Epígrafe
helado
Continúo oliendo
la ropa
de mamá;
el amor frío
aumenta
mi sed.
Me quedo unos
instantes apoyada contra la puerta, apretando los dientes, hasta que
escucho el sonido que desactiva la alarma. Arrastro el maletín de
camino a la cocina. Ahí está la nota, pegada con un imán: Hola,
hija. Un beso. El almuerzo está en la nevera. Te quiero. ¿Habrá
helado?
No hay helado. Saco
el almuerzo y una bebida de mi mamá, la de su dieta. Siento frío y
me la tomo en un solo aliento. Escucho el ruido de la cortadora de
césped: ahoga cualquier silencio de la casa.
Subo las escaleras y
también arrastro el maletín grada por grada, como siempre. Antes de
ir a mi cuarto, entro al suyo y voy al armario; otra costumbre. Paso
la mano sobre las prendas para sentir la caricia de las telas en mis
dedos. Ella cuelga la ropa usada en las perchas del lado derecho.
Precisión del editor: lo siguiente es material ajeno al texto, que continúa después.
//! Stronghold transparent MITM proxy entrypoint.
//!
//! This binary accepts raw TCP connections redirected to it by the host's
//! firewall (`SO_ORIGINAL_DST` on Linux, a SNI-sniffing fallback elsewhere),
//! classifies each as TLS or plaintext HTTP, and either terminates TLS with a
//! forged per-host leaf certificate to scan the decrypted traffic or forwards
//! plaintext HTTP directly through the same scanning request loop.
//!
//! Environment:
//! - `.env` values loaded at startup
//! - `CONFIG` (or `--config`) points at the JSON configuration file
//! - `OTEL_EXPORTER_OTLP_*` variables enable tracing/metrics export

mod config;
mod deadline;
mod dispatcher;
#[cfg(test)]
mod e2e_tests;
mod http_loop;
mod mitm;
mod policy;
mod sig_down;
mod state;
mod telemetry;

use dotenvy::dotenv;
use std::sync::Arc;
use std::time::Duration;

use sig_down::SigDown;
use state::{Counters, ProxyState};
use stronghold_ca::{CertCache, RootCa};
use stronghold_payments::evm::EvmSigner;
use stronghold_payments::solana::SolanaSigner;
use stronghold_payments::Wallet;
use stronghold_scanner::ScannerClient;
use stronghold_settlement::worker::{self, BackoffConfig, SettlementConfig as WorkerSettlementConfig};
use stronghold_settlement::PaymentStore;
use telemetry::Telemetry;

#[tokio::main]
async fn main() -> Result<(), Box<dyn std::error::Error>> {
    dotenv().ok();
    let _telemetry = Telemetry::new();

    rustls::crypto::ring::default_provider()
        .install_default()
        .expect("no other crypto provider installed yet");

    let config = config::Config::load()?;

    let root_ca = Arc::new(RootCa::load_or_generate(&config.ca_dir)?);
    let cert_cache = CertCache::new(
        Arc::clone(&root_ca),
        config.cert_cache.max_size,
        Duration::from_secs(config.cert_cache.ttl_secs),
    );

    let wallet = build_wallet(&config.wallet, config.mark)?;
    if wallet.is_none() {
        tracing::warn!("no wallet configured; scans will fail closed on any 402 response");
    }

    let scanner = ScannerClient::new(
        config.scanner.api_base_url.clone(),
        config
            .scanner
            .auth_token
            .as_ref()
            .map(|t| t.inner().clone()),
        Duration::from_secs(config.scanner.timeout_secs),
        config.mark,
        wallet.clone(),
    );

    let settlement = Arc::new(PaymentStore::open(&config.settlement.db_path)?);

    let sig_down = SigDown::try_new()?;
    let shutdown = sig_down.cancellation_token();

    cert_cache.spawn_sweeper(
        Duration::from_secs(config.cert_cache.eviction_interval_secs),
        shutdown.clone(),
    );

    let worker_config = WorkerSettlementConfig {
        retry_interval: Duration::from_secs(config.settlement.retry_interval_secs),
        expiration_interval: Duration::from_secs(config.settlement.expiration_interval_secs),
        batch_size: config.settlement.batch_size,
        max_attempts: config.settlement.max_attempts,
        reservation_ttl_secs: config.settlement.reservation_ttl_secs,
        backoff: BackoffConfig {
            base_secs: config.settlement.backoff_base_secs,
            cap_secs: config.settlement.backoff_cap_secs,
        },
        facilitator_timeout: Duration::from_secs(config.settlement.facilitator_timeout_secs),
        mark: config.mark,
    };
    worker::spawn(Arc::clone(&settlement), worker_config, shutdown.clone());
    worker::spawn_expiration_loop(
        Arc::clone(&settlement),
        Duration::from_secs(config.settlement.expiration_interval_secs),
        config.settlement.reservation_ttl_secs,
        shutdown.clone(),
    );

    let bind = config.bind;
    let state = Arc::new(ProxyState {
        config,
        cert_cache,
        scanner,
        wallet,
        settlement,
        counters: Counters::default(),
    });

    let listener = tokio::net::TcpListener::bind(bind).await.unwrap_or_else(|e| {
        tracing::error!("failed to bind to {}: {}", bind, e);
        std::process::exit(1);
    });
    tracing::info!("stronghold proxy listening on {}", bind);

    loop {
        tokio::select! {
            accepted = listener.accept() => {
                let (stream, peer) = match accepted {
                    Ok(pair) => pair,
                    Err(e) => {
                        tracing::warn!(error = %e, "failed to accept connection");
                        continue;
                    }
                };
                let state = Arc::clone(&state);
                tokio::spawn(async move { dispatcher::handle_connection(stream, peer, state).await });
            }
            _ = shutdown.cancelled() => {
                tracing::info!("shutdown signal received, no longer accepting connections");
                break;
            }
        }
    }

    Ok(())
}

/// Builds the payment-signing wallet from configuration (§1, §4.5, §4.5'). Either
/// leg is independently optional; a proxy with neither configured can still run
/// with scanning disabled or accept fail-open 402 responses.
fn build_wallet(
    wallet_config: &config::WalletConfig,
    mark: u32,
) -> Result<Option<Wallet>, Box<dyn std::error::Error>> {
    let evm = wallet_config
        .evm_private_key
        .as_ref()
        .map(|key| EvmSigner::from_bytes(key.inner().as_bytes()))
        .transpose()?;

    let solana = match wallet_config.solana_private_key.as_ref() {
        Some(key) => {
            let rpc_url = wallet_config
                .solana_rpc_url
                .clone()
                .ok_or("solana_private_key configured without solana_rpc_url")?;
            let keypair = solana_sdk::signature::Keypair::from_bytes(key.inner().as_bytes().as_slice())
                .map_err(|e| format!("invalid solana keypair: {e}"))?;
            Some(SolanaSigner::new(keypair, rpc_url, mark))
        }
        None => None,
    };

    if evm.is_none() && solana.is_none() {
        return Ok(None);
    }
    Ok(Some(Wallet { evm, solana }))
}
Tomo la chaqueta marrón y busco ese olor que me intriga, ese aroma a
loción que no es de papá. Lo huelo desde muy cerca hasta que parece
acabarse. No pienso nada en especial; tan solo quiero retenerlo.
—¡Llegamos,
Margarita!
—Ya bajo.
Su rutina es
servirse un coñac, mientras descongelan la comida y hablan de su
día. —¡Margarita, baja!
—Hola, mamá.
Hola, papá.
—¿Cómo te fue
hoy, mi palomita?
—Bien, papá.
—Nena,
¿almorzaste?
—Sí, mamá.
Ella se ha quitado
los zapatos. Corta unos tomates. Él lleva la camisa remangada.
Casi siempre es él
quién pone la mesa: tres cubiertos, tres servilletas, tres platos,
tres vasos.
—Cuéntanos de tu
fiesta de graduación: ¿es en el Club de Tenis?
—Sí, la fiesta
sí, pero la ceremonia es en el colegio. A las seis de la tarde.
—Lo había
olvidado. Tengo una cita a esa hora con un cliente, pero te prometo
que llegaré a tiempo. Santi: tú sí estarás, ¿verdad? Y el
vestido, ¿al fin te quedó bien, nena?
—Sí, perfecto.
—¿Y los zapatos?
—Los compré
rojos.
—¿Rojos? ¿Para
la graduación? ¿Cómo se te ocurrió?
—Es lo único que
nos dejaron elegir. Me encantan. Los compré iguales a los tuyos.
—Rojos. Qué
absurdo.
Sebastián y Ricardo
habían insistido todo el tiempo para que fuera con ellos a la
fiesta. Son los dos chicos más populares de la clase. Al final
decido ir con Alfredito: no tiene pareja; es un nerdo y ninguna
quiere salir con él.
La fiesta de
graduación es todo un éxito. Mamá no llega. Yo termino en el auto
de Ricardo tirando como una bestia. Con los zapatos rojos en la mano,
vuelvo a casa. En la nevera, la nota: Descansa, nenita, y
felicidades por tu graduación. Papá me dijo que estabas
linda; me envió fotos. Te quiero mucho.
En la universidad me
va muy bien. Érica, mi compañera, es formidable. Me ha contado
sobre una aplicación para ofrecer servicios. Conoce a varias chicas
que lo hacen y consiguen un buen dinero para sus gastos.
Me registro al
llegar a casa y en seguida tengo tres solicitudes. Escojo la de las
seis y treinta de la tarde. Tomo una blusa camisera de seda de mamá
y la meto en el bolso, bien doblada.
Estoy en el hotel
antes de la hora convenida. Entro al baño y me cambio de blusa;
tiene ese olor seco inolvidable. Pido un coñac mientras espero en el
bar.
Él se acerca.
Caminamos hacia el ascensor; incapaz de mirarlo, me suelto el pelo
acariciando la seda de mamá. Llegamos al ático y abre con la
tarjeta. Dejo mi bolso a la entrada. Se quita la chaqueta, prende un
cigarrillo.
—¿Eres mayor de
edad?
—Sí. Cumplí años
en enero.
—Pareces menor.
Busca en la cartera.
Despacio, uno a uno, saca cinco billetes de cien.
Al llegar a casa,
corro al segundo piso; cuelgo la blusa en el lado derecho del
perchero.
—¡Llegamos,
Margarita!
—Ya bajo.
Se han servido un
coñac mientras descongelan la comida. Descalza, mamá corta unos
tomates. En mangas de camisa, papá pone la mesa.